▸ **WHAT TO WORK ON**: Show, in full, each line of the data that contains "point".

[[ EXTRACTED DATA, beginning ]]

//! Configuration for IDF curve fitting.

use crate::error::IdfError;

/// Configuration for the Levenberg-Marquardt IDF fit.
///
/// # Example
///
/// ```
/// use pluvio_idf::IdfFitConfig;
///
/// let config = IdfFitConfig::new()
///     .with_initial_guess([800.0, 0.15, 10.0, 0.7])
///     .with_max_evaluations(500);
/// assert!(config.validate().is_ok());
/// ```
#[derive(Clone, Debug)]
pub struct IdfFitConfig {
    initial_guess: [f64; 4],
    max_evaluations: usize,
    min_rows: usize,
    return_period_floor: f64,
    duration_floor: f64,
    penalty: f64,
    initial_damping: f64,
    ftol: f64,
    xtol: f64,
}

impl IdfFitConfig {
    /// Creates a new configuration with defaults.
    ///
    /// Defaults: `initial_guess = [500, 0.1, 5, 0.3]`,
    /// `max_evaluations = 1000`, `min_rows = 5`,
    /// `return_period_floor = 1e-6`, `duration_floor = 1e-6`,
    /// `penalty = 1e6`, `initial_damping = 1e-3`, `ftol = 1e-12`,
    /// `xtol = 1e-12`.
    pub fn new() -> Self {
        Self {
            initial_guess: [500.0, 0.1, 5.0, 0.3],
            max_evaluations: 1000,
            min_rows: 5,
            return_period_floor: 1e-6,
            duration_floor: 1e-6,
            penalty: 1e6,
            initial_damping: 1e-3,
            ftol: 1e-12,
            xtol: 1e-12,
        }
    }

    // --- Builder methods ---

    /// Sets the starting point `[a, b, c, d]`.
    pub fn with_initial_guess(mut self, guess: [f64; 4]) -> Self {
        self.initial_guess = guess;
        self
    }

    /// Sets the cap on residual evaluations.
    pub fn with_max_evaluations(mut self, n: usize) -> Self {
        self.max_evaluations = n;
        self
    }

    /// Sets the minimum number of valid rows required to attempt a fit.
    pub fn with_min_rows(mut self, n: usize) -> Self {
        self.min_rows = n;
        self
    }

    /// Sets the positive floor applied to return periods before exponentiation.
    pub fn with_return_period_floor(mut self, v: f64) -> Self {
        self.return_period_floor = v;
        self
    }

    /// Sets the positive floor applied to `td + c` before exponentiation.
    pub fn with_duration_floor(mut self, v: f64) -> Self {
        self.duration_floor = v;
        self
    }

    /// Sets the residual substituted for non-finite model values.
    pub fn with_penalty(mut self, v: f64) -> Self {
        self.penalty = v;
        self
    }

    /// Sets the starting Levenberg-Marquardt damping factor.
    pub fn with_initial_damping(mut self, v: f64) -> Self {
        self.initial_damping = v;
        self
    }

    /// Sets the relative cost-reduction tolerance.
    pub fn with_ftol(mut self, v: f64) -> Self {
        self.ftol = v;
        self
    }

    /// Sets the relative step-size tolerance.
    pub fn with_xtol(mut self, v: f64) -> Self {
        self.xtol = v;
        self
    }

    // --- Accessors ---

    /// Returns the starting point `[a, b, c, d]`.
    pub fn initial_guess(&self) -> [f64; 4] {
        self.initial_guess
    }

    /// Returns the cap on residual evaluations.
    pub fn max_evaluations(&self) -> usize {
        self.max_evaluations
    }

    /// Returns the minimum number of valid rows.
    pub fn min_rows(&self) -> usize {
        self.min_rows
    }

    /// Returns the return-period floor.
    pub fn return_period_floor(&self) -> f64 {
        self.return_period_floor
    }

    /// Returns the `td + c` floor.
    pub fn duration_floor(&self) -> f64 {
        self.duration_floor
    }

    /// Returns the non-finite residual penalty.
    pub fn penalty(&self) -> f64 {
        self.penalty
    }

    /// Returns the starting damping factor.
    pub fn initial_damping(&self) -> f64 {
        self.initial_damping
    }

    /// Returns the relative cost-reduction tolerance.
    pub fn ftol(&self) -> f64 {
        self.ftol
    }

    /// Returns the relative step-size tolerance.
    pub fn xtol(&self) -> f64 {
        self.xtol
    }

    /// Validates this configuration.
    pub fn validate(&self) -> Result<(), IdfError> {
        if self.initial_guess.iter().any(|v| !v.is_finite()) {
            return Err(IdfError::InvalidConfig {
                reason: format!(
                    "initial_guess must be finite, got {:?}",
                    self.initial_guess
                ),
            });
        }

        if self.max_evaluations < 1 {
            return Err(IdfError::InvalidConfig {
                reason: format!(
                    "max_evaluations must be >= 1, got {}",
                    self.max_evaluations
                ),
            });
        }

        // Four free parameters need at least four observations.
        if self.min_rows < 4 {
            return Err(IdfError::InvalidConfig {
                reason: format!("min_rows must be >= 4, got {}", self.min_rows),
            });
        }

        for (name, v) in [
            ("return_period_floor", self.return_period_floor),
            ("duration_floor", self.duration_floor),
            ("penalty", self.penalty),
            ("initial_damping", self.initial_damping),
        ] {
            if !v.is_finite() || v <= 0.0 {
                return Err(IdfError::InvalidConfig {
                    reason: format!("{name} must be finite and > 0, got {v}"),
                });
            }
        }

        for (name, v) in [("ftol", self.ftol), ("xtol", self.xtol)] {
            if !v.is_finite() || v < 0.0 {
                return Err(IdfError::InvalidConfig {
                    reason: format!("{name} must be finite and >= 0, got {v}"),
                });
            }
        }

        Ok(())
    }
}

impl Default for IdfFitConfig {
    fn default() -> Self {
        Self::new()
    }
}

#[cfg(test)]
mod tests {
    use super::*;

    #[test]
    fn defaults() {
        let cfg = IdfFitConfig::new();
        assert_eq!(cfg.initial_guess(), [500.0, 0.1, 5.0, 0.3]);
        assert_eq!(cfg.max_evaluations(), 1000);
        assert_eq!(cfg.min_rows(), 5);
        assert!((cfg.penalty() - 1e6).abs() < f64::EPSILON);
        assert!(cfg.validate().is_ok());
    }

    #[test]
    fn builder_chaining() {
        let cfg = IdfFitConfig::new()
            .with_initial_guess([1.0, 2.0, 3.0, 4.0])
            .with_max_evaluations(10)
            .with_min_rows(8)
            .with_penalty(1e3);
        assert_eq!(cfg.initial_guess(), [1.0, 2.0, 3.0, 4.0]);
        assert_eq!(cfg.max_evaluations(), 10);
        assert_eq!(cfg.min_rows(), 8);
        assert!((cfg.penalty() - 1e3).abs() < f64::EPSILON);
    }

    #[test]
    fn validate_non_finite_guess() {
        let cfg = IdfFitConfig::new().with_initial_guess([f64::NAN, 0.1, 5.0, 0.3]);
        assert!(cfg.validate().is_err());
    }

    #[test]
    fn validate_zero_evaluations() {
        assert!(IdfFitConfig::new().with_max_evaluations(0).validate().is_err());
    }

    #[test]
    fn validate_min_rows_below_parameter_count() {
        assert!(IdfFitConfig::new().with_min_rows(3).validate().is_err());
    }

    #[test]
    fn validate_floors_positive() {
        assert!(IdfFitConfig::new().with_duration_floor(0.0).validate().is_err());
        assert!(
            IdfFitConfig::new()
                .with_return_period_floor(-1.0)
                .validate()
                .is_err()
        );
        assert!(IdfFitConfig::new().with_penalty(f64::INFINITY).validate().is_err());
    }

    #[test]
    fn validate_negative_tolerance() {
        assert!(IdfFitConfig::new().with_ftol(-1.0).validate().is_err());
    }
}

[[ EXTRACTED DATA, end ]]
[[ EXTRACTED DATA, beginning ]]

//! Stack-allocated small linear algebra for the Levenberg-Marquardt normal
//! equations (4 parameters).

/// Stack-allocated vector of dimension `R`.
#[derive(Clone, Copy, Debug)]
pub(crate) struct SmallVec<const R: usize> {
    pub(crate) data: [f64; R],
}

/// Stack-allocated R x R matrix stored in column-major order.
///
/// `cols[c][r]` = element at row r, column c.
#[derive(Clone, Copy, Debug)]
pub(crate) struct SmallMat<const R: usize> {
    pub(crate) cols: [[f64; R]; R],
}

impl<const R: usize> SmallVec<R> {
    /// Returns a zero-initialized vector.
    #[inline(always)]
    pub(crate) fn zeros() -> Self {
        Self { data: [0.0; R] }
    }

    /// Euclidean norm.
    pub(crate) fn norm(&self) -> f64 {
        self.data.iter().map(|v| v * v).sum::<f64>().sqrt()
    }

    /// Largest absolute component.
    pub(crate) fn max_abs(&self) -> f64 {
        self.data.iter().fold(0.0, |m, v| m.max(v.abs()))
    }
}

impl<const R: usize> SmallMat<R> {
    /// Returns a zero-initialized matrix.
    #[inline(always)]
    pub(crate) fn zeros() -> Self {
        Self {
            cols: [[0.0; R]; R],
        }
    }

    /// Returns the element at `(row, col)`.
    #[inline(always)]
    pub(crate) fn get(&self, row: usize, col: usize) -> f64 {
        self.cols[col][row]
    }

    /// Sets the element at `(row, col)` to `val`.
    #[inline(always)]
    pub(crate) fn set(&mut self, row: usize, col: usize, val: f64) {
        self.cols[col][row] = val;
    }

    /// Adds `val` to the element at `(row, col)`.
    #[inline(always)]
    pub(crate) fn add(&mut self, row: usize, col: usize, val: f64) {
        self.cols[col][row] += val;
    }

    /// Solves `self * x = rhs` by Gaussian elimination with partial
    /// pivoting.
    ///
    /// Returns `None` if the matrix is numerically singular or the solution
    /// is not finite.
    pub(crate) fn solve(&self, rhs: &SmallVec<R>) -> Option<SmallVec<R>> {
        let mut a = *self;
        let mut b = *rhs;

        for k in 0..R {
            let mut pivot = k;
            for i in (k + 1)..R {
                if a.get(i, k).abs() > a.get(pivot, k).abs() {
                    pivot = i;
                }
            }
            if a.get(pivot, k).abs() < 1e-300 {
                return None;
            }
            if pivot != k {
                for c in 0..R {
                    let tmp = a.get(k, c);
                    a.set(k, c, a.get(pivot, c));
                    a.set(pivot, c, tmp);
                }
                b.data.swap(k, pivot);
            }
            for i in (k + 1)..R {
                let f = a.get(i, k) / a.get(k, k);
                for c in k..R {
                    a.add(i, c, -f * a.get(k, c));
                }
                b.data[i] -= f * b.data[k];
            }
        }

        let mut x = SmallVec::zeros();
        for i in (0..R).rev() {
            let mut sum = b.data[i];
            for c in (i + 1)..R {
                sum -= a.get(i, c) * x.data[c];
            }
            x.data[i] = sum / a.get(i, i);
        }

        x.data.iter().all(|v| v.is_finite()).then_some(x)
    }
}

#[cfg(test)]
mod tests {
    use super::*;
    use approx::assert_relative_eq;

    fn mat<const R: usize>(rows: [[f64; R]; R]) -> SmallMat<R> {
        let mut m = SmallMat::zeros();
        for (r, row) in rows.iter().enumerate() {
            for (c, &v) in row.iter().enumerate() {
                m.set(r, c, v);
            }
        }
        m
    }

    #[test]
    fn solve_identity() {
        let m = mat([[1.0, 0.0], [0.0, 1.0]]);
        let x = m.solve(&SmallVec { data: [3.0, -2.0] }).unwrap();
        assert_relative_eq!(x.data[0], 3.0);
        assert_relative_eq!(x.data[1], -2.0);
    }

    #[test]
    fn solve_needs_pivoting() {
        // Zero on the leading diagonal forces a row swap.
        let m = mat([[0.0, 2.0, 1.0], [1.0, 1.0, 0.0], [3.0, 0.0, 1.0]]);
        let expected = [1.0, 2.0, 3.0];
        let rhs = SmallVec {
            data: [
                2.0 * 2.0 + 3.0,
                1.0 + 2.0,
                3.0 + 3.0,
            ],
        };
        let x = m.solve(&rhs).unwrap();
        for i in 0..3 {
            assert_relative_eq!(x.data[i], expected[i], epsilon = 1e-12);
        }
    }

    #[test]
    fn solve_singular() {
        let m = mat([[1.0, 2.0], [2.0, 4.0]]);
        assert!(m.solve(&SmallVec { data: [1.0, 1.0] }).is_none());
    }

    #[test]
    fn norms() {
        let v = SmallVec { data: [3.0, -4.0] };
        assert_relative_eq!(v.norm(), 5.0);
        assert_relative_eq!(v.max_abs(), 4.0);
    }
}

[[ EXTRACTED DATA, end ]]

▸ **SOLVED EXERCISE**:
    /// Sets the starting point `[a, b, c, d]`.
    /// Returns the starting point `[a, b, c, d]`.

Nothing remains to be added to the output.